The decision to take up seats in Brussels sparked one of many splits in the UKIP ranks - they were proving to be a rancorous bunch.

Mr Farage scored a publicity coup by recruiting former TV presenter and ex-Labour MP Robert Kilroy-Silk to be a candidate in the 2004 European elections, but the plan backfired when Mr Kilroy-Silk attempted to take over the party.


Nigel Farage's fight with Robert Kilroy-Silk marked a low point for the party

It was a turbulent time for UKIP but in that year's elections it had increased its number of MEPs to 12.

In 2006, Mr Farage was elected leader, replacing the less flamboyant Roger Knapman.

He was already a fierce critic of Conservative leader David Cameron, who earlier that year had described UKIP members as "fruitcakes, loonies and closet racists".

Mr Farage told the press that "nine out of 10" Tories agreed with his party's views on Europe.

Asked if UKIP was declaring war on the Conservatives, he said: "It is a war between UKIP and the entire political establishment."

The world on Farage



"We Tories look at him, with his pint and cigar and sense of humour, and instinctively recognise someone fundamentally indistinguishable from us," London Mayor Boris Johnson in 2013

"This man is not a cartoon character, he isn't Del Boy or Arthur Daley, he's a pound shop Enoch Powell and we're watching him," Russell Brand on Question Time in 2014

"He's a really, really reem guy... It means cool, wicked, sick." Reality TV star Joey Essex (above) during the 2015 election campaign

"You are either serious or a kind of Victor Meldrew on stilts. Which one are you?" Nick Clegg in 2015

"He's very outspoken - even the people who don't share his message think that he's a great speaker and fun to listen to." Timo Soini, of the eurosceptic True Finns party


At the 2009 European elections, with Mr Farage becoming a regular fixture on TV discussion programmes, UKIP got more votes than Labour and the Lib Dems, and increased its number of MEPs to 13.

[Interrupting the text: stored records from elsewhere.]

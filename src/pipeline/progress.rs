// file: src/pipeline/progress.rs
// description: progress tracking and statistics reporting for cache prefetching
// reference: uses indicatif for progress bars and tracks fetch metrics

use colored::Colorize;
use indicatif::{MultiProgress, ProgressBar, ProgressStyle};
use std::sync::Arc;
use std::sync::atomic::{AtomicU64, AtomicUsize, Ordering};
use std::time::Instant;

#[derive(Debug, Clone, Default)]
pub struct PrefetchStats {
    pub documents_fetched: usize,
    pub documents_failed: usize,
    pub total_bytes_fetched: u64,
    pub duration_secs: u64,
}

impl PrefetchStats {
    pub fn new() -> Self {
        Self::default()
    }

    pub fn documents_per_second(&self) -> f64 {
        if self.duration_secs == 0 {
            return 0.0;
        }
        self.documents_fetched as f64 / self.duration_secs as f64
    }

    pub fn success_rate(&self) -> f64 {
        let total = self.documents_fetched + self.documents_failed;
        if total == 0 {
            return 0.0;
        }
        (self.documents_fetched as f64 / total as f64) * 100.0
    }

    pub fn summary(&self) -> String {
        format!(
            "{} fetched, {} failed, {} bytes in {}s ({:.1}% success)",
            self.documents_fetched.to_string().green(),
            self.documents_failed.to_string().red(),
            self.total_bytes_fetched,
            self.duration_secs,
            self.success_rate()
        )
    }
}

pub struct ProgressTracker {
    main_bar: ProgressBar,
    detail_bar: ProgressBar,
    documents_fetched: Arc<AtomicUsize>,
    documents_failed: Arc<AtomicUsize>,
    bytes_fetched: Arc<AtomicU64>,
    start_time: Instant,
}

impl ProgressTracker {
    pub fn new(total_documents: usize) -> Self {
        Self::with_color(total_documents, true)
    }

    pub fn with_color(total_documents: usize, colored: bool) -> Self {
        let multi_progress = MultiProgress::new();

        let main_bar = create_progress_bar(&multi_progress, total_documents as u64, colored);
        let detail_bar = create_detail_bar(&multi_progress);

        Self {
            main_bar,
            detail_bar,
            documents_fetched: Arc::new(AtomicUsize::new(0)),
            documents_failed: Arc::new(AtomicUsize::new(0)),
            bytes_fetched: Arc::new(AtomicU64::new(0)),
            start_time: Instant::now(),
        }
    }

    /// Counts without drawing anything.
    pub fn hidden(total_documents: usize) -> Self {
        Self {
            main_bar: ProgressBar::hidden(),
            detail_bar: ProgressBar::hidden(),
            documents_fetched: Arc::new(AtomicUsize::new(0)),
            documents_failed: Arc::new(AtomicUsize::new(0)),
            bytes_fetched: Arc::new(AtomicU64::new(0)),
            start_time: Instant::now(),
        }
        .with_length(total_documents)
    }

    fn with_length(self, total_documents: usize) -> Self {
        self.main_bar.set_length(total_documents as u64);
        self
    }

    pub fn inc_fetched(&self, bytes: u64) {
        self.documents_fetched.fetch_add(1, Ordering::SeqCst);
        self.bytes_fetched.fetch_add(bytes, Ordering::SeqCst);
        self.main_bar.inc(1);
        self.update_detail_bar();
    }

    pub fn inc_failed(&self) {
        self.documents_failed.fetch_add(1, Ordering::SeqCst);
        self.main_bar.inc(1);
        self.update_detail_bar();
    }

    pub fn set_message(&self, message: String) {
        self.main_bar.set_message(message);
    }

    pub fn finish(&self) {
        self.main_bar.finish_with_message("Prefetch complete");
        self.detail_bar.finish_and_clear();
    }

    pub fn get_stats(&self) -> PrefetchStats {
        PrefetchStats {
            documents_fetched: self.documents_fetched.load(Ordering::SeqCst),
            documents_failed: self.documents_failed.load(Ordering::SeqCst),
            total_bytes_fetched: self.bytes_fetched.load(Ordering::SeqCst),
            duration_secs: self.start_time.elapsed().as_secs(),
        }
    }

    fn update_detail_bar(&self) {
        let fetched = self.documents_fetched.load(Ordering::SeqCst);
        let failed = self.documents_failed.load(Ordering::SeqCst);

        self.detail_bar
            .set_message(format!("Cached: {} | Failed: {}", fetched, failed));
    }
}

impl Drop for ProgressTracker {
    fn drop(&mut self) {
        self.finish();
    }
}

fn create_progress_bar(multi_progress: &MultiProgress, total: u64, colored: bool) -> ProgressBar {
    let bar = multi_progress.add(ProgressBar::new(total));
    let (template, chars) = if colored {
        (
            "{spinner:.green} [{elapsed_precise}] [{bar:40.cyan/blue}] {pos}/{len} ({eta}) {msg}",
            "█▓▒░",
        )
    } else {
        (
            "{spinner} [{elapsed_precise}] [{bar:40}] {pos}/{len} ({eta}) {msg}",
            "=>-",
        )
    };

    if let Ok(style) = ProgressStyle::default_bar().template(template) {
        bar.set_style(style.progress_chars(chars));
    }
    bar
}

fn create_detail_bar(multi_progress: &MultiProgress) -> ProgressBar {
    let bar = multi_progress.add(ProgressBar::new(0));
    if let Ok(style) = ProgressStyle::default_bar().template("{msg}") {
        bar.set_style(style);
    }
    bar
}

#[cfg(test)]
mod tests {
    use super::*;

    #[test]
    fn test_prefetch_stats_calculations() {
        let stats = PrefetchStats {
            documents_fetched: 90,
            documents_failed: 10,
            total_bytes_fetched: 4096,
            duration_secs: 10,
        };

        assert_eq!(stats.documents_per_second(), 9.0);
        assert!((stats.success_rate() - 90.0).abs() < f64::EPSILON);
    }

    #[test]
    fn test_prefetch_stats_zero_duration() {
        let stats = PrefetchStats::new();
        assert_eq!(stats.documents_per_second(), 0.0);
        assert_eq!(stats.success_rate(), 0.0);
    }

    #[test]
    fn test_progress_tracker_counts() {
        let tracker = ProgressTracker::hidden(10);

        tracker.inc_fetched(1024);
        tracker.inc_fetched(512);
        tracker.inc_failed();

        let stats = tracker.get_stats();
        assert_eq!(stats.documents_fetched, 2);
        assert_eq!(stats.documents_failed, 1);
        assert_eq!(stats.total_bytes_fetched, 1536);
    }
}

But the party knew it could do little to bring about its goal of getting Britain out of the EU from Brussels and Strasbourg - and it had always performed poorly in UK domestic elections.

In an effort to change this, Mr Farage resigned as leader in 2009 to contest the Buckingham seat held by House of Commons Speaker John Bercow.

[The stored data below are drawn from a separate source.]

// file: src/pipeline/search.rs
// description: in-memory file search across every configured repository
// reference: flattened repository trees matched by name and path

use crate::models::{FlatFile, SearchResult};
use crate::resolver::ContentResolver;
use std::cmp::Ordering;
use tracing::{info, warn};

pub const DEFAULT_LIMIT: usize = 20;

/// Result count for an empty query.
const EMPTY_QUERY_LIMIT: usize = 10;

const DISPLAY_NAME_SCORE: f32 = 3.0;
const FILE_NAME_SCORE: f32 = 2.0;
const PATH_SCORE: f32 = 1.0;
const REPOSITORY_SCORE: f32 = 0.5;

#[derive(Debug, Clone)]
struct IndexedFile {
    file: FlatFile,
    repository_name: String,
    display_lower: String,
    name_lower: String,
    path_lower: String,
    repository_lower: String,
}

#[derive(Debug, Clone, Default)]
pub struct SearchIndex {
    files: Vec<IndexedFile>,
}

impl SearchIndex {
    /// Flattens every configured repository. A repository that fails to load
    /// is logged and left out.
    pub async fn build(resolver: &ContentResolver) -> Self {
        let mut index = Self::default();

        for repo in resolver.registry().iter() {
            match resolver.flatten_tree(&repo.id).await {
                Ok(files) => {
                    info!("Indexed {} files from {}", files.len(), repo.id);
                    index.extend(&repo.name, files);
                }
                Err(e) => warn!("Skipping repository {} in search index: {}", repo.id, e),
            }
        }

        index
    }

    pub fn from_files(files: impl IntoIterator<Item = (String, FlatFile)>) -> Self {
        let mut index = Self::default();
        for (repository_name, file) in files {
            index.push(&repository_name, file);
        }
        index
    }

    pub fn extend(&mut self, repository_name: &str, files: Vec<FlatFile>) {
        for file in files {
            self.push(repository_name, file);
        }
    }

    pub fn len(&self) -> usize {
        self.files.len()
    }

    pub fn is_empty(&self) -> bool {
        self.files.is_empty()
    }

    /// Case-insensitive substring match. Display name matches rank first,
    /// then file name, path and repository name; ties keep index order.
    pub fn query(&self, text: &str, limit: usize) -> Vec<SearchResult> {
        let needle = text.trim().to_lowercase();

        if needle.is_empty() {
            return self
                .files
                .iter()
                .take(limit.min(EMPTY_QUERY_LIMIT))
                .map(|f| SearchResult::from_file(&f.file, &f.repository_name, 0.0))
                .collect();
        }

        let mut hits: Vec<SearchResult> = self
            .files
            .iter()
            .filter_map(|f| {
                let score = score(f, &needle);
                (score > 0.0).then(|| SearchResult::from_file(&f.file, &f.repository_name, score))
            })
            .collect();

        hits.sort_by(|a, b| b.score.partial_cmp(&a.score).unwrap_or(Ordering::Equal));
        hits.truncate(limit);
        hits
    }

    fn push(&mut self, repository_name: &str, file: FlatFile) {
        self.files.push(IndexedFile {
            display_lower: file.display_name.to_lowercase(),
            name_lower: file.name.to_lowercase(),
            path_lower: file.path.to_lowercase(),
            repository_lower: repository_name.to_lowercase(),
            repository_name: repository_name.to_string(),
            file,
        });
    }
}

fn score(file: &IndexedFile, needle: &str) -> f32 {
    if file.display_lower.contains(needle) {
        DISPLAY_NAME_SCORE
    } else if file.name_lower.contains(needle) {
        FILE_NAME_SCORE
    } else if file.path_lower.contains(needle) {
        PATH_SCORE
    } else if file.repository_lower.contains(needle) {
        REPOSITORY_SCORE
    } else {
        0.0
    }
}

He gained widespread publicity in March 2010 - two months before the election - when he launched an attack in the European Parliament on the president of the European Council, Herman van Rompuy, accusing him of having "the charisma of a damp rag" and "the appearance of a low-grade bank clerk".

It raised Mr Farage's profile, going viral on the internet, but made little difference to his Westminster ambitions. He came third, behind Mr Bercow and an independent candidate.

Mr Farage's chosen successor as leader, Lord Pearson of Rannoch, was not suited to the cut-and-thrust of modern political debate and presentation, and UKIP polled just 3.1% nationally.

But there was a far greater personal disaster. On the day of the election a plane carrying Mr Farage crashed after its UKIP-promoting banner became entangled in the tail fin.

He was dragged from the wreckage with serious injuries.


The plane crash on polling day in 2010 left the UKIP leader with long-term injuries

After recovering in hospital, he told the London Evening Standard the experience had changed him: "I think it's made me more 'me' than I was before, to be honest. Even more fatalistic.

"Even more convinced it's not a dress rehearsal. Even more driven than I was before. And I am driven."

Mr Farage decided he wanted to become leader again and was easily voted back after Lord Pearson resigned.

His party's fortunes rose again as Europe, and particularly migration to the UK from EU countries, continued as a fast-growing political issue with the increased numbers following enlargement to include former communist states from Eastern Europe in 2004.


Mr Farage resigned in 2015 but this time says there is no chance of him coming back

Mr Farage increased UKIP's focus on the immigration impact of EU membership, referring to Britain's "open door" causing congestion on the M4, a Romanian crime wave in London and a shortage of housing, healthcare, school places and jobs for young people.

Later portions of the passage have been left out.